Graph representation of the problem

The problem to find an optimal combinatorial labeling scheme belongs to the class of NP-hard problems which are difficult to solve because the computation time to find an exact solution increases exponentially with the problem size. To show this, the problem is transformed into a graph problem. Unique pairs are represented by nodes xUP, and an edge exists between two nodes x 1 and x 2 if their labeling leads to the co-labeling of a third pair x 3AA. A special case of the problem is that the labeling scheme can only consist of unique pairs. This can be achieved by modifying the graph so that an edge exists only when two pairs co-label a non-unique pair. This subproblem corresponds to the NP-complete set packing problem (Ausiello et al. 1980) in that every sample corresponds to a set packing. Hence, the general problem must also belong to the class of NP-complete problems.

The UPLABEL algorithm

Our UPLABEL algorithm for finding (approximately) optimal labeling schemes is implemented in the CYANA program package (Güntert 1997), in a freely available standalone program, and by a web portal at http://www.bpc.uni-frankfurt.de/guentert/wiki/index.php/UPLABEL. It employs a randomized greedy algorithm to generate labeling schemes that can be scored afterwards.

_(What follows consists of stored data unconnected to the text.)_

// File: crates/tabplot-core/src/axis.rs
// Summary: Axis tick generation from band and linear scales.

use crate::draw::{AxisOrient, DrawPrimitive};
use crate::scale::{BandScale, LinearScale};

/// One tick per category, at band centers, in domain order.
pub fn band_ticks(scale: &BandScale, orient: AxisOrient, rotation_deg: f32) -> Vec<DrawPrimitive> {
    let (lo, _) = scale.range();
    let step = scale.step();
    scale
        .domain()
        .iter()
        .enumerate()
        .map(|(i, label)| DrawPrimitive::AxisTick {
            orient,
            // bands are centered in their step, so the step midpoint is the band midpoint
            position: lo + (i as f32 + 0.5) * step,
            label: label.clone(),
            rotation_deg,
        })
        .collect()
}

/// Ticks at round values inside the scale's domain.
pub fn linear_ticks(scale: &LinearScale, orient: AxisOrient, count: usize) -> Vec<DrawPrimitive> {
    tick_values(scale.domain(), count)
        .into_iter()
        .map(|v| DrawPrimitive::AxisTick {
            orient,
            position: scale.to_px(v),
            label: format_tick(v),
            rotation_deg: 0.0,
        })
        .collect()
}

/// Round tick values covering `[min, max]` at a 1/2/5 x 10^k step, all
/// inside the domain.
pub fn tick_values(domain: (f64, f64), count: usize) -> Vec<f64> {
    let (mut min, mut max) = domain;
    if count == 0 || !min.is_finite() || !max.is_finite() {
        return Vec::new();
    }
    if min > max {
        std::mem::swap(&mut min, &mut max);
    }
    if min == max {
        return vec![min];
    }
    let step = nice_step((max - min) / count as f64);
    if step <= 0.0 {
        return vec![min, max];
    }
    let start = (min / step).ceil() * step;
    let stop = (max / step).floor() * step;
    let n_f = ((stop - start) / step).round();
    if !n_f.is_finite() || n_f < 0.0 {
        return Vec::new();
    }
    let n = n_f.min(10_000.0) as u64;
    (0..=n).map(|i| start + step * i as f64).collect()
}

fn nice_step(step: f64) -> f64 {
    if !step.is_finite() || step <= 0.0 {
        return 0.0;
    }
    let power = step.log10().floor();
    let base = 10_f64.powf(power);
    let error = step / base;
    let nice = if error >= 7.5 {
        10.0
    } else if error >= 3.5 {
        5.0
    } else if error >= 1.5 {
        2.0
    } else {
        1.0
    };
    nice * base
}

fn format_tick(v: f64) -> String {
    if v == v.round() && v.abs() < 1e15 {
        format!("{}", v as i64)
    } else {
        format!("{v}")
    }
}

The general strategy is to transform a sequence of unique amino acid pairs x 1,…, x N UP into a labeling scheme that carries as much information as possible, as expressed by the score (see below). This preliminary solution is then improved by permuting the order of the input pairs x 1,…, x N and repeating the scoring until convergence is reached or a user-defined time limit is exceeded. As in a dynamic algorithm, subsolutions are stored and used to speed up the computation. The algorithm uses several iterations with randomized input to reduce the risk of encountering a bad solution.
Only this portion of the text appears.